UK Scientists On Verge Of Curing HIV

A British man could become the first person in the world to be cured of HIV using a new therapy designed by a team of scientists from five UK universities. The therapy is combining standard antiretroviral drugs with another one that reactivates dormant HIV and vaccine that induces the immune system to destroy the infected cells. Antiretroviral drugs alone are highly effective at stopping the virus from reproducing but do not eradicate the disease, co must be taken for life. The 44-year old Briton is the first among 50 people to complete a trial of the treatment, designed by scientists and doctors from Oxford, Cambridge, Imperial College, University College London and King’s College. Early tests show no signs of the virus in his blood. If successful, it offers hope of an irreversible cure for millions of people infected with the virus.

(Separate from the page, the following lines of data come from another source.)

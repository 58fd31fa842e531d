mod cli;
mod config_file;
mod http_client;
mod proxy_service;
mod smoke_check;
mod std_logger;

use std::env;
use std::fs::File;
use std::io::{Error, ErrorKind, Result};
use std::sync::Arc;

use actix_web::{App, HttpServer};
use clap::Parser;
use log::info;

use cli::{CheckArgs, Cli, Command, ServeArgs};
use config_file::ConfigFile;
use http_client::HttpClientConfig;
use proxy_service::proxy_factory::ProxyRouteServiceFactory;

#[actix_web::main]
async fn main() -> Result<()> {
    let level = std_logger::parse_level(env::var("LOG_LEVEL").ok().as_deref());
    std_logger::init(level)?;

    let cli = Cli::parse();

    match cli.command {
        Some(Command::Check(args)) => check(args).await,
        Some(Command::Serve(args)) => serve(args).await,
        None => serve(cli.serve).await,
    }
}

async fn serve(args: ServeArgs) -> Result<()> {
    let config_file = match &args.config {
        Some(path) => ConfigFile::load_from_file(&File::open(path)?)?,
        None => ConfigFile::default(),
    };

    let (bind, port, workers) = (args.bind.clone(), args.port, args.workers);
    let (proxy_config, client_config) = args.into_configs(config_file);

    info!("Forwarding to '{}'.", proxy_config.upstream_url);
    info!("Fallback API key configured: {}.", proxy_config.api_key.is_some());
    if let Some(proxy_url) = &client_config.http_proxy {
        info!("Outbound requests go through '{}'.", proxy_url);
    }

    let http_client = client_config
        .to_client()
        .map_err(|err| Error::new(ErrorKind::Other, err))?;
    let proxy_config = Arc::new(proxy_config);

    info!("Listening on {}:{} with {} workers.", bind, port, workers);

    HttpServer::new(move || {
        App::new().default_service(ProxyRouteServiceFactory::create(
            http_client.clone(),
            proxy_config.clone(),
        ))
    })
    .workers(workers)
    .bind((bind, port))?
    .run()
    .await
}

async fn check(args: CheckArgs) -> Result<()> {
    let http_client = HttpClientConfig::default()
        .to_client()
        .map_err(|err| Error::new(ErrorKind::Other, err))?;

    let results = smoke_check::run(&http_client, &args).await;
    smoke_check::print_summary(&args, &results);

    let failed = results.iter().filter(|result| !result.passed()).count();
    if failed > 0 {
        return Err(Error::new(ErrorKind::Other, format!("{failed} smoke checks failed")));
    }

    Ok(())
}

But the person will have to wait for some months before confirmation on whether the treatment has permanently cleared the disease. It is possible that the absence of the virus could be down to the conventional drugs that he has also been taking which can temporarily clear the body of the disease. HIV is able to hide from the immune system in dormant cells where sophisticated testing cannot find it, and therefore resist therapy. The treatment endeavours to trick the virus into emerging from its hiding places and then trigger the body’s immune system to recognize it and attack it, an approach that has been called “kick and kill”. The new therapy works in two stages. Firstly, a vaccine helps the body recognize the HIV infected cells so it can clear them out. Secondly, a new drug called Vorinostat activated the dormant T-cells so they can be spotted by the immune system.